He points out, “This language is curiously silent regarding the "10-day Rule" set forth in Art. I, § 7, cl. 2. It is also noticeably silent about adjournment and any effect that adjournment may have on the "’10-day Rule.’

”Therefore, the next source to check is judicial construction, and the best starting place for that is with Supreme Court opinions. While Clinton v. City of New York, 524 U.S. 417 (1998), specifically addresses and thwarts executive law-making efforts via the so-called "Line Item Veto," and, so, is not directly on point with our current question, it's very helpful on the applicability of Art. I, § 7, cl. 2, generally, thus, the "10-day Rule," in particular. The Court cites the law-making procedure in full in n.28. Clinton, 524 U.S. at 438-39 n.28. Even more importantly, the Court identifies that the "veto" power being analyzed is read in terms of the whole context. This is the point raised by n.29.

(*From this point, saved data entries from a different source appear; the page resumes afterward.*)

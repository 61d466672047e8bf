//! 地址模块
//!
//! 物理 / 虚拟地址与物理页码的轻量封装。
//!
//! - [`Paddr`] / [`Vaddr`]：物理地址与虚拟地址
//! - [`Ppn`] / [`PpnRange`]：物理页码及其半开区间
//! - [`UsizeConvert`] / [`PageNum`]：与 `usize` 互转、页码与地址互转

mod page_num;
mod types;

pub use page_num::{PageNum, Ppn, PpnRange};
pub use types::{Paddr, UsizeConvert, Vaddr};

Applying that to the present circumstance, it's difficult to picture how the Supreme Court would read the whole of Art. I, § 7, cl. 2 for purposes of "veto" analysis but then read only part of it for purposes of a question under the "10-day Rule." So, where all of Art. I, § 7, cl. 2 is material, then both the "10-day Rule" and "adjournment" are material procedural facts in determining whether an act by the "congress" and presented to the "president" actually produced federal law.”

Taylor also pointed out to us that a separate new question arises as to whether the congress may enact legislation inconsistent with the Geneva Conventions to which the federal government is a signatory. In the recent case of Hamdan v. Rumsfeld, __ U.S. __, 126 S. Ct. 2749 (2006), the Supreme Court clearly identified several variances between the "military commission" process being utilized by the present administration and the trial process contemplated by the Geneva Convention. Should it turn out that the most recent legislation implements that same, or a very similar, "military commission" trial process, already characterized by the Court as "illegal," then the question arises as to whether legislation that strays from the Geneva Convention standards is federal law.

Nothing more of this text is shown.